This reply has been deleted

Message withdrawn at poster's request.

Sirzy · 13/04/2011 07:01

Just found this Thread. So glad there are others who still don't sleep through!

I think Ds who is 17 months has slept through 4 times. Normally just as we get close to having a routine sorted he gets ill again and all goes to pot :(

GapsAGoodUn · 13/04/2011 07:24

Feeling your pain - I too am the befuddled and sleep deprived mother of a future insomniac genius.

I wish I could write this in super tiny writing, but dd is now 7.5 and has slept through the night 27 times.

In total. Shock

And like Kaiki she used to doze for 40 minutes at a time.

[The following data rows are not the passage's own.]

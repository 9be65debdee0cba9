//! OpenAI Chat Completions API client.
//!
//! This module implements [`ChatModel`] for the OpenAI Chat Completions API
//! (`/v1/chat/completions`) and the many providers that mirror it.

use serde::Deserialize;

use crate::error::LlmError;

use super::{ChatModel, ChatRequest, LlmSettings};

#[derive(Debug, Deserialize)]
struct CompletionResponse {
    #[serde(default)]
    choices: Vec<Choice>,
}

#[derive(Debug, Deserialize)]
struct Choice {
    message: ChoiceMessage,
}

#[derive(Debug, Deserialize)]
struct ChoiceMessage {
    #[serde(default)]
    content: Option<String>,
}

/// Client for the OpenAI Chat Completions API.
///
/// Posts one non-streaming request per [`ChatModel::complete`] call and
/// returns `choices[0].message.content`.
#[derive(Clone)]
pub struct ChatCompletionsClient {
    http: reqwest::Client,
    settings: LlmSettings,
}

impl std::fmt::Debug for ChatCompletionsClient {
    fn fmt(&self, f: &mut std::fmt::Formatter<'_>) -> std::fmt::Result {
        f.debug_struct("ChatCompletionsClient")
            .field("base_url", &self.settings.base_url)
            .field("model", &self.settings.model)
            .field("provider", &self.settings.provider)
            .finish_non_exhaustive()
    }
}

impl ChatCompletionsClient {
    /// Create a new client with the given settings.
    pub fn new(settings: LlmSettings) -> Result<Self, LlmError> {
        let http = reqwest::Client::builder()
            .timeout(settings.timeout)
            .build()
            .map_err(|e| LlmError::Configuration(e.to_string()))?;
        Ok(Self { http, settings })
    }
}

#[async_trait::async_trait]
impl ChatModel for ChatCompletionsClient {
    async fn complete(&self, request: &ChatRequest) -> Result<String, LlmError> {
        let model = request.model.as_deref().unwrap_or(&self.settings.model);
        let url = self
            .settings
            .provider
            .build_chat_url(&self.settings.base_url, model);

        let body = serde_json::json!({
            "model": model,
            "messages": request.messages,
            "temperature": request.temperature,
        });

        let mut rb = self.http.post(&url).json(&body);
        if let Some(k) = &self.settings.api_key {
            rb = if self.settings.provider.uses_api_key_header() {
                rb.header("api-key", k)
            } else {
                rb.bearer_auth(k)
            };
        }

        tracing::debug!(
            name: "llm.request",
            model = %model,
            message_count = request.messages.len(),
            temperature = request.temperature,
            "Sending chat completion request"
        );

        let resp = rb.send().await?;
        let status = resp.status();
        if !status.is_success() {
            let message = resp.text().await.unwrap_or_default();
            return Err(LlmError::from_status(status, message));
        }

        let parsed: CompletionResponse = resp.json().await?;
        parsed
            .choices
            .into_iter()
            .next()
            .and_then(|c| c.message.content)
            .ok_or_else(|| LlmError::MalformedResponse("response has no message content".into()))
    }
}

I'm still amazed I managed to have another!! (ds is 5).

It is desperate, and it does get better when they start school (well, somehow we started napping again anyway) but it is a long hard drag.

I wish I had words of wisdom! The only thing I've found helped is having a really boring list to say out loud - like a mantra. DD used to take 3 hours to do to sleep in the first place and we are now generally down to 45minutes or so. I either do a slow, boring coundown from 900 in ones (in my specially cultivated 'Bueller, Bueller' voice) or say a list of the states that make up the US in alphabetical order over and over and over and......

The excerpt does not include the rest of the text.